Sen. Chris Coons , a member of the Senate Judiciary Committee, yesterday joined Anderson Cooper to discuss U.S. immigration policy.

“We’ve seen two things change. You know, first is that this administration has frozen or cut back on funding that the previous administration had invested in stabilizing the three Northern Triangle countries-- Honduras, Guatemala, and El Salvador-- and that has contributed to a sense of hopelessness and increased violence and disorganization in those countries that has driven more parents to come here.

“They’ve also made the standards for applying for asylum in this country, the method and where and how, more difficult.”

On border policy:

Yeah, well I think those asylum officers are advocating for what are the real core values of our country. We have signed laws and international treaties in this country that say when people are fleeing violence and persecution, they have to have a chance to present themselves in our country and seek asylum here, rather than being held off from entering our country, and forced to stay in another country.
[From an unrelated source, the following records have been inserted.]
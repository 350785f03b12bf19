//! --------------------------
//! Batch Engine (§4.6)
//! --------------------------
//! "The control plane": listens for notices, assembles each affected
//! result point's inputs via the point graph and sync, runs its
//! transform, and emits the computed value downstream. This module also
//! defines the two external collaborator contracts the engine depends on
//! (`store::Store`, `messaging::Sender`/`Receiver`, §1/§6) and the
//! `Transform` trait §4.7's RPN VM and summarizer bind into.

pub mod engine;
pub mod messaging;
pub mod notice;
pub mod pending;
pub mod store;
pub mod transform;

pub use engine::BatchEngine;
pub use notice::{Notice, NoticeSource, ReceiverSource};
pub use pending::PendingSet;
pub use transform::{RpnTransform, SummarizerTransform, Transform};
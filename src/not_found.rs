//! The 404 page.

use axum::{http::StatusCode, response::Response};

use crate::html::{error_view, render};

pub async fn get_404_not_found() -> Response {
    get_404_not_found_response()
}

pub fn get_404_not_found_response() -> Response {
    render(
        StatusCode::NOT_FOUND,
        error_view(
            "Página não encontrada",
            "404",
            "Página não encontrada.",
            "Desculpe, essa página não existe. Use o menu para voltar a uma página conhecida.",
        ),
    )
}

#[cfg(test)]
mod not_found_tests {
    use axum::http::StatusCode;

    use crate::test_utils::{assert_valid_html, parse_html_document};

    use super::get_404_not_found;

    #[tokio::test]
    async fn returns_404_with_html_page() {
        let response = get_404_not_found().await;

        assert_eq!(response.status(), StatusCode::NOT_FOUND);

        let document = parse_html_document(response).await;
        assert_valid_html(&document);
    }
}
I think the riveting, the heart breaking, story of Oscar Martinez Ramirez and his daughter Valeria who drowned in the Rio Grande attempting to reach our country has moved a lot of people to action in recent days. And it’s my hope that everyone takes a moment to think about the desperation that must have been in their hearts to risk their lives and lose their lives trying to come to this country. I hope folks who reflect on that desperation will also recognize that these asylum officers are making a claim that is rooted in the best traditions of our country.

On what has changed in our immigration system:

That’s right. We’ve seen two things change. You know, first is that this administration has frozen or cut back on funding that the previous administration had invested in stabilizing the three Northern Triangle countries-- Honduras, Guatemala, and El Salvador … They’ve also made the standards for applying for asylum in this country, the method and where and how, more difficult … And then last, as your last, your previous guest pointed out painfully, we’ve now got government lawyers arguing that safe and sanitary conditions for children in our government’s custody don’t include things like beds, soap, toothpaste, toothbrushes.

We’re in an Alice in Wonderland world, where some of the best of our traditions-- welcoming those fleeing violence and persecution-- are being turned on their head.

On the House and Senate immigration funding bills:

We took up both bills today in the Senate. First, we considered the House bill, which they had passed and sent over to us. I voted for it, most of my colleagues voted for it, but many Republicans voted against it, and it did not pass. We then took up the Senate version that came out of our committee, the Appropriations Committee, and I voted for that as well. And it passed. There are a few key differences, Anderson. The most important one is that the House version has tougher standards for the care and protection of children in the custody of CBP and HHS.